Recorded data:
━━━━━━━━━━
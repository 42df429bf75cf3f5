//! CLI surface for the mining subsystem.

use crate::assembler::AssemblerOptions;
use crate::hive::HiveOptions;
use clap::Args;
use lode_core::{COINBASE_WEIGHT_RESERVE, MAX_BLOCK_WEIGHT};

/// Default assembled-block weight ceiling.
pub const DEFAULT_BLOCK_MAX_WEIGHT: u64 = MAX_BLOCK_WEIGHT - COINBASE_WEIGHT_RESERVE;

/// Default minimum package feerate (atoms per 1000 vsize).
pub const DEFAULT_BLOCK_MIN_TX_FEE: u64 = 1000;

/// Default supervisor poll interval for the dwarf master, in milliseconds.
pub const DEFAULT_HIVE_CHECK_DELAY: u64 = 1000;

/// Default hive worker count sentinel (cores − 1).
pub const DEFAULT_HIVE_THREADS: i64 = -2;

/// Mining flags, flattened into the node's CLI.
#[derive(Args, Clone, Debug)]
pub struct MinerArgs {
    /// Maximum weight of assembled blocks.
    #[arg(long, default_value_t = DEFAULT_BLOCK_MAX_WEIGHT)]
    pub blockmaxweight: u64,

    /// Minimum package feerate for block inclusion (atoms per 1000 vsize).
    #[arg(long, default_value_t = DEFAULT_BLOCK_MIN_TX_FEE)]
    pub blockmintxfee: u64,

    /// Override the assembled header version (regtest only).
    #[arg(long)]
    pub blockversion: Option<u16>,

    /// Log the feerate of every transaction added to a block.
    #[arg(long, default_value_t = false)]
    pub printpriority: bool,

    /// Milliseconds between dwarf-master tip polls.
    #[arg(long, default_value_t = DEFAULT_HIVE_CHECK_DELAY)]
    pub hivecheckdelay: u64,

    /// Hive worker threads: -2 = cores − 1, 0 = one, out of range = cores.
    #[arg(long, default_value_t = DEFAULT_HIVE_THREADS, allow_hyphen_values = true)]
    pub hivecheckthreads: i64,

    /// Abort in-flight dwarf checks as soon as the tip moves.
    #[arg(long, default_value_t = true, action = clap::ArgAction::Set)]
    pub hiveearlyout: bool,
}

impl Default for MinerArgs {
    fn default() -> Self {
        Self {
            blockmaxweight: DEFAULT_BLOCK_MAX_WEIGHT,
            blockmintxfee: DEFAULT_BLOCK_MIN_TX_FEE,
            blockversion: None,
            printpriority: false,
            hivecheckdelay: DEFAULT_HIVE_CHECK_DELAY,
            hivecheckthreads: DEFAULT_HIVE_THREADS,
            hiveearlyout: true,
        }
    }
}

impl MinerArgs {
    /// Assembly policy derived from the flags (clamped).
    pub fn assembler_options(&self) -> AssemblerOptions {
        AssemblerOptions {
            block_max_weight: self.blockmaxweight,
            block_min_fee_rate: self.blockmintxfee,
            print_priority: self.printpriority,
            block_version: self.blockversion,
        }
        .clamped()
    }

    /// Hive miner policy derived from the flags.
    pub fn hive_options(&self) -> HiveOptions {
        HiveOptions {
            check_delay_ms: self.hivecheckdelay.max(1),
            check_threads: self.hivecheckthreads,
            early_out: self.hiveearlyout,
        }
    }
}

#[cfg(test)]
mod tests {
    use super::*;

    #[test]
    fn weight_ceiling_is_clamped() {
        let args = MinerArgs {
            blockmaxweight: u64::MAX,
            ..MinerArgs::default()
        };
        assert_eq!(
            args.assembler_options().block_max_weight,
            MAX_BLOCK_WEIGHT - COINBASE_WEIGHT_RESERVE
        );

        let tiny = MinerArgs {
            blockmaxweight: 1,
            ..MinerArgs::default()
        };
        assert_eq!(
            tiny.assembler_options().block_max_weight,
            COINBASE_WEIGHT_RESERVE
        );
    }
}
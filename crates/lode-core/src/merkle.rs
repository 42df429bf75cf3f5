// Consensus-critical. Changes require spec update + tests.
//! Transaction Merkle trees.
//!
//! The header commits to a pairwise BLAKE3 tree over txids. Leaves and
//! interior nodes are domain-separated; an odd node at any level is paired
//! with itself. The witness tree replaces the coinbase leaf with zero so the
//! commitment can live inside the coinbase itself.

use crate::constants::{DS_MERKLE_LEAF, DS_MERKLE_NODE, DS_WITNESS_COMMITMENT};
use crate::serialization::{hash32, txid, wtxid};
use crate::types::{Block, CoreError, Hash32};

/// Compute the Merkle root over a list of 32-byte ids.
pub fn merkle_root(ids: &[Hash32]) -> Hash32 {
    if ids.is_empty() {
        return Hash32::zero();
    }

    let mut level: Vec<Hash32> = ids
        .iter()
        .map(|id| hash32(DS_MERKLE_LEAF, id.as_bytes()))
        .collect();

    while level.len() > 1 {
        let mut next = Vec::with_capacity(level.len() / 2 + 1);
        for pair in level.chunks(2) {
            let right = if pair.len() == 2 { &pair[1] } else { &pair[0] };
            next.push(parent_hash(&pair[0], right));
        }
        level = next;
    }
    level[0]
}

/// Merkle root over the txids of a block's transactions.
///
/// Must be recomputed whenever the coinbase changes (extra-nonce bumps).
pub fn block_merkle_root(block: &Block) -> Result<Hash32, CoreError> {
    let ids = block
        .txs
        .iter()
        .map(txid)
        .collect::<Result<Vec<_>, _>>()?;
    Ok(merkle_root(&ids))
}

/// Witness Merkle root: wtxids with the coinbase leaf zeroed.
pub fn block_witness_merkle_root(block: &Block) -> Result<Hash32, CoreError> {
    let mut ids = Vec::with_capacity(block.txs.len());
    for (i, tx) in block.txs.iter().enumerate() {
        if i == 0 {
            ids.push(Hash32::zero());
        } else {
            ids.push(wtxid(tx)?);
        }
    }
    Ok(merkle_root(&ids))
}

/// The witness commitment value carried in the coinbase.
pub fn witness_commitment(witness_root: &Hash32) -> Hash32 {
    hash32(DS_WITNESS_COMMITMENT, witness_root.as_bytes())
}

fn parent_hash(left: &Hash32, right: &Hash32) -> Hash32 {
    let mut bytes = [0u8; 64];
    bytes[..32].copy_from_slice(left.as_bytes());
    bytes[32..].copy_from_slice(right.as_bytes());
    hash32(DS_MERKLE_NODE, &bytes)
}
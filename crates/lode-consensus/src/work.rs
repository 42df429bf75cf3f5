// Consensus-critical. Changes require spec update + tests.
//! Work calculation helpers (heaviest-chain selection).

use crate::difficulty::bits_to_target;
use crate::error::ConsensusError;
use lode_core::Hash32;
use num_bigint::BigUint;
use num_traits::{One, Zero};

/// Compute per-block work from compact `bits`.
///
/// Work is defined as `work = floor((2^256) / (target + 1))`.
pub fn work_from_bits(bits: u32) -> Result<BigUint, ConsensusError> {
    let target = bits_to_target(bits)?;
    if target.is_zero() {
        return Err(ConsensusError::InvalidTarget);
    }

    let two_256 = BigUint::one() << 256u32;
    Ok(&two_256 / (&target + BigUint::one()))
}

/// Return true if tip A is strictly better (heavier) than tip B, tie-breaking on hash.
pub fn tip_is_better(a_work: &BigUint, a_hash: &Hash32, b_work: &BigUint, b_hash: &Hash32) -> bool {
    if a_work != b_work {
        a_work > b_work
    } else {
        a_hash.as_bytes() < b_hash.as_bytes()
    }
}

#[cfg(test)]
mod tests {
    use super::*;

    #[test]
    fn work_monotonic_vs_target() {
        let easy = work_from_bits(0x207f_ffff).unwrap();
        let harder = work_from_bits(0x1e00_ffff).unwrap();
        assert!(harder > easy, "harder target must yield more work");
    }

    #[test]
    fn tip_comparison() {
        let h1 = Hash32([0u8; 32]);
        let h2 = Hash32([1u8; 32]);
        let w1 = work_from_bits(0x207f_ffff).unwrap();
        let w2 = work_from_bits(0x1e00_ffff).unwrap();

        assert!(tip_is_better(&w2, &h2, &w1, &h1));
        assert!(!tip_is_better(&w1, &h2, &w2, &h1));

        // Tie breaks on hash (lower hash wins).
        assert!(tip_is_better(&w1, &h1, &w1, &h2));
    }
}
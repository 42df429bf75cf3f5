//! Contracts the miners consume from the rest of the node.
//!
//! Chain state, UTXO set, wallet, and networking are external collaborators.
//! Only their query surfaces appear here; `lode-node` provides one concrete
//! implementation, tests provide in-memory fakes.

use k256::ecdsa::SigningKey;
use lode_consensus::{BlockReader, HeaderSource, UtxoView};
use lode_core::{Block, Hash32, KeyId, Script, TxId};

/// Snapshot of the active chain tip.
#[derive(Clone, Copy, Debug, PartialEq, Eq)]
pub struct TipInfo {
    /// Tip block hash.
    pub hash: Hash32,
    /// Tip height.
    pub height: u64,
    /// Tip header timestamp.
    pub time: u64,
}

/// Chain state as consumed by block assembly and the mining loops.
///
/// Implementations synchronize internally; miners call from worker threads.
pub trait ChainView: HeaderSource + UtxoView + BlockReader + Send + Sync {
    /// Current tip snapshot.
    fn tip(&self) -> TipInfo;

    /// Median time past of the block with the given hash.
    fn median_time_past(&self, hash: &Hash32) -> Option<u64>;

    /// Network-adjusted wall-clock time.
    fn adjusted_time(&self) -> u64;

    /// Whether witness-carrying transactions may be mined.
    fn witness_enabled(&self) -> bool {
        true
    }

    /// Full contextual validation of a candidate block, without connecting it.
    fn test_block_validity(&self, block: &Block) -> Result<(), String>;

    /// Hand a solved block to the chain processor.
    fn submit_block(&self, block: Block) -> Result<(), String>;
}

/// Networking facts the miners gate on.
pub trait NetworkView: Send + Sync {
    /// Number of connected peers.
    fn peer_count(&self) -> usize;

    /// Whether the node is still in initial block download.
    fn is_initial_block_download(&self) -> bool;
}

/// Maturity of a dwarf-creation transaction.
#[derive(Clone, Copy, Debug, PartialEq, Eq)]
pub enum DwarfStatus {
    /// Still gestating; dwarves cannot mine yet.
    Immature,
    /// Dwarves are live.
    Mature,
    /// Past the lifespan; dwarves are dead.
    Expired,
}

/// One wallet-owned dwarf-creation transaction.
#[derive(Clone, Debug)]
pub struct DctInfo {
    /// Transaction id of the DCT.
    pub txid: TxId,
    /// Destination the Hive reward must pay.
    pub reward_key: KeyId,
    /// Whether the DCT carries a community contribution.
    pub community_contrib: bool,
    /// Number of dwarves the DCT minted.
    pub dwarf_count: u64,
    /// Confirmation height.
    pub height: u64,
    /// Current maturity.
    pub status: DwarfStatus,
}

/// Wallet surface: key custody and dwarf enumeration.
pub trait WalletView: Send + Sync {
    /// All dwarf-creation transactions the wallet owns.
    fn dcts(&self) -> Vec<DctInfo>;

    /// Private key for one of our destinations.
    fn signing_key(&self, key_id: &KeyId) -> Option<SigningKey>;

    /// Reserved coinbase destination script for PoW mining.
    fn mining_script(&self) -> Option<Script>;

    /// Persist the reserved coinbase key after a block is accepted.
    fn keep_script(&self);

    /// Whether the wallet is locked (keys unavailable).
    fn is_locked(&self) -> bool;
}
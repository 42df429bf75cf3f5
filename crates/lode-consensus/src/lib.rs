#![forbid(unsafe_code)]
#![deny(missing_docs)]

//! Lode consensus rules for the dual-mode chain.
//!
//! This crate is responsible for:
//! - compact difficulty target encoding/decoding (Bitcoin-style `bits`)
//! - PoW and Hive difficulty retargeting
//! - proof-of-work validation against the target
//! - Hive proof validation (the consensus-critical dwarf check)
//! - block subsidy schedules and chain-work accounting
//!
//! It intentionally does **not** include networking, mempool policy, or
//! state updates.

pub mod difficulty;
pub mod error;
pub mod hive;
pub mod retarget;
pub mod subsidy;
pub mod work;

pub use difficulty::*;
pub use error::*;
pub use hive::*;
pub use retarget::*;
pub use subsidy::*;
pub use work::*;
━━━━━━━━━━
PROBLEM TO SOLVE:
Determine how many of the lines above include the word "String", then give that number and nothing else.

TASK ANSWER:
2